Living My Life - Emma Goldman [248]
In blank astonishment we looked at each other and at Lenin. Simultaneously we began to explain that our efforts could prove effective only if free from any affiliation with known Bolshevik organizations. It must be carried out in our own way; we knew the American psychology and how best to conduct the work. But before we could proceed further, our guide suddenly appeared, as unobtrusively as he had left, and Lenin held out his hand to us in good-bye. “Don’t forget to send me the prospectus,” he called after us.
[...] We agreed with Lenin in one thing, the need of getting to work. Not, however, in any political capacity or in a Soviet bureau. We must find something that would bring us in direct touch with the masses and enable us to serve them. Moscow was the seat of the Government with more State functionaries than workers, bureaucratic to the last degree. Sasha had visited a number of factories, all of them in a palpably neglected and deserted condition. In most of them the Soviet officials and members of the Communist yacheika (cell) far outnumbered the actual producers. He had talked with the workers and found them embittered by the arrogance and arbitrary methods of the industrial bureaucracy. Sasha’s impressions only served to strengthen my conviction that Moscow was no place for us. If at least Lunacharsky had kept his promise! But he was swamped with work, he wrote, and unable just then to call the teachers’ conference. It might take weeks before it could be done. He understood how difficult it was for people used to doing things in their own independent manner to fit themselves into a groove. But it was the only effective place in Russia and I would have to reconcile myself to that. Meanwhile I must keep in touch with him, his letter concluded.

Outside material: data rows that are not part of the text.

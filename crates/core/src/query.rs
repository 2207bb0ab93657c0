#![forbid(unsafe_code)]

//! Lookups and listing filters over the loaded records.

use crate::model::WorkRecord;

/// Listing criteria combined with AND. Unset or empty criteria match everything.
#[derive(Clone, Debug, Default, PartialEq, Eq)]
pub struct RecordFilter {
    /// Case-insensitive equality.
    pub status: Option<String>,
    /// Case-insensitive equality.
    pub kind: Option<String>,
    /// Case-insensitive substring; records without a milestone never match.
    pub milestone: Option<String>,
    /// Case-insensitive substring.
    pub work_stream: Option<String>,
    /// Exact parent id.
    pub parent_id: Option<String>,
}

impl RecordFilter {
    pub fn is_empty(&self) -> bool {
        [
            &self.status,
            &self.kind,
            &self.milestone,
            &self.work_stream,
            &self.parent_id,
        ]
        .iter()
        .all(|criterion| active(criterion).is_none())
    }

    pub fn matches(&self, record: &WorkRecord) -> bool {
        if let Some(status) = active(&self.status)
            && !record.status.as_str().eq_ignore_ascii_case(status)
        {
            return false;
        }
        if let Some(kind) = active(&self.kind)
            && !record.kind.as_str().eq_ignore_ascii_case(kind)
        {
            return false;
        }
        if let Some(milestone) = active(&self.milestone) {
            match record.milestone_label() {
                Some(label) if contains_ignore_case(label, milestone) => {}
                _ => return false,
            }
        }
        if let Some(work_stream) = active(&self.work_stream)
            && !contains_ignore_case(&record.work_stream, work_stream)
        {
            return false;
        }
        if let Some(parent_id) = active(&self.parent_id)
            && record.parent_id.as_deref() != Some(parent_id)
        {
            return false;
        }
        true
    }

    /// Matching records in input order.
    pub fn apply<'a>(&self, records: &'a [WorkRecord]) -> Vec<&'a WorkRecord> {
        records.iter().filter(|record| self.matches(record)).collect()
    }
}

/// First record carrying `id`.
pub fn find_by_id<'a>(records: &'a [WorkRecord], id: &str) -> Option<&'a WorkRecord> {
    records.iter().find(|record| record.id == id)
}

/// First record linked to tracker issue `number`.
pub fn find_by_issue(records: &[WorkRecord], number: i64) -> Option<&WorkRecord> {
    records.iter().find(|record| record.issue_number == number)
}

fn active(criterion: &Option<String>) -> Option<&str> {
    criterion.as_deref().filter(|value| !value.is_empty())
}

fn contains_ignore_case(haystack: &str, needle: &str) -> bool {
    haystack.to_lowercase().contains(&needle.to_lowercase())
}
#![forbid(unsafe_code)]

mod args;
mod build_info;
mod jsonrpc;
mod logging;
mod runtime;
mod time;

pub(crate) use args::*;
pub(crate) use build_info::*;
pub(crate) use jsonrpc::*;
pub(crate) use logging::*;
pub(crate) use runtime::*;
pub(crate) use time::*;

It was a subtle hint that the dictatorship was all-pervading and that it would brook no independent effort. Not in Moscow, at any rate. After all, every seat of government inevitably breeds the martinet and the flunkey, the courtier and the spy, a herd of hangers-on fed by the official hand. Moscow was evidently no exception. We could not find our place there, nor come close to the toiling masses. One more thing we would attempt—get to see our comrade Kropotkin and then back to Petrograd, we decided.

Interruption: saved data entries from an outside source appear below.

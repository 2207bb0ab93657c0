#![forbid(unsafe_code)]

use std::fmt;

pub const KNOWN_STATUSES: [&str; 4] = ["Todo", "In Progress", "Done", "Blocked"];

#[derive(Clone, Debug, PartialEq, Eq, Hash)]
pub enum Status {
    Todo,
    InProgress,
    Done,
    Blocked,
    Other(String),
}

impl Status {
    /// Exact, case-sensitive match against the board's column names.
    pub fn parse(value: &str) -> Self {
        match value {
            "Todo" => Self::Todo,
            "In Progress" => Self::InProgress,
            "Done" => Self::Done,
            "Blocked" => Self::Blocked,
            other => Self::Other(other.to_string()),
        }
    }

    pub fn as_str(&self) -> &str {
        match self {
            Self::Todo => "Todo",
            Self::InProgress => "In Progress",
            Self::Done => "Done",
            Self::Blocked => "Blocked",
            Self::Other(raw) => raw.as_str(),
        }
    }

    pub fn is_known(&self) -> bool {
        !matches!(self, Self::Other(_))
    }

    pub fn is_done(&self) -> bool {
        matches!(self, Self::Done)
    }
}

impl fmt::Display for Status {
    fn fmt(&self, f: &mut fmt::Formatter<'_>) -> fmt::Result {
        f.write_str(self.as_str())
    }
}
#![forbid(unsafe_code)]

//! Per-milestone status counts and effort rollups.

use crate::model::{Status, WorkRecord};
use crate::progress;
use std::collections::{BTreeMap, BTreeSet};

#[derive(Clone, Debug, PartialEq)]
pub struct MilestoneProgress {
    pub milestone: String,
    pub total_items: usize,
    pub completed_items: usize,
    pub in_progress_items: usize,
    pub blocked_items: usize,
    pub total_effort_days: f64,
    pub completed_effort_days: f64,
    pub progress_percent: f64,
    /// Ids of the epics planned against this milestone, sorted and deduplicated.
    pub epics: Vec<String>,
}

impl MilestoneProgress {
    /// Everything not done, in progress or blocked, unknown statuses included.
    pub fn todo_items(&self) -> usize {
        self.total_items
            - self.completed_items
            - self.in_progress_items
            - self.blocked_items
    }
}

/// Groups records by their exact milestone label, sorted by label.
///
/// Records without a milestone are skipped. `filter` keeps only labels that
/// contain it, ignoring case.
pub fn milestone_progress(records: &[WorkRecord], filter: Option<&str>) -> Vec<MilestoneProgress> {
    let needle = filter
        .filter(|filter| !filter.is_empty())
        .map(str::to_lowercase);

    let mut groups: BTreeMap<&str, Vec<&WorkRecord>> = BTreeMap::new();
    for record in records {
        let Some(label) = record.milestone_label() else {
            continue;
        };
        if needle
            .as_deref()
            .is_some_and(|needle| !label.to_lowercase().contains(needle))
        {
            continue;
        }
        groups.entry(label).or_default().push(record);
    }

    groups
        .into_iter()
        .map(|(label, members)| summarize(label, &members))
        .collect()
}

fn summarize(label: &str, members: &[&WorkRecord]) -> MilestoneProgress {
    let count = |status: Status| members.iter().filter(|r| r.status == status).count();
    let total_effort_days: f64 = members.iter().map(|r| r.effort_days).sum();
    let completed_effort_days: f64 = members.iter().map(|r| r.completed_effort()).sum();
    let epics: BTreeSet<&str> = members
        .iter()
        .filter(|r| r.kind.is_epic())
        .map(|r| r.id.as_str())
        .collect();

    MilestoneProgress {
        milestone: label.to_string(),
        total_items: members.len(),
        completed_items: count(Status::Done),
        in_progress_items: count(Status::InProgress),
        blocked_items: count(Status::Blocked),
        total_effort_days,
        completed_effort_days,
        progress_percent: progress::percent(completed_effort_days, total_effort_days),
        epics: epics.into_iter().map(str::to_string).collect(),
    }
}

We learned that George Lansbury and Mr. Barry were about to go to Dmitrov in a special train. We decided to ask permission to join them, though we were not elated over the prospect of seeing Peter in the presence of two newspaper men. [ ... ]
The train crawled snail-like, stopping at every water-tank. It was late evening when we at last reached the house. We found Peter ill and worn-looking. He appeared a mere shadow of the sturdy man I had known in Paris and London in 1907. Since my coming to Russia I had been repeatedly assured by the most prominent Communists that Kropotkin lived in very comfortable circumstances and that he lacked neither food nor fuel; and here were Peter, his wife, Sophie, and their daughter, Alexandra, actually living in one room by no means sufficiently heated. The temperature in the other rooms was below zero, so that they could not be inhabited. Their rations, sufficient to exist on, had until recently been supplied by the Dmitrov cooperative society. That organization had since been liquidated, like so many other similar institutions, and most of its members arrested and taken to the Butirky prison in Moscow. How did they manage to exist, we inquired. Sophie explained that they had a cow and enough produce from her garden for the winter. The comrades from the Ukraine, particularly Makhno, had contrived to supply them with extra provisions. They would have managed to better advantage had not Peter been ailing of late and in need of more nourishing food. [... ]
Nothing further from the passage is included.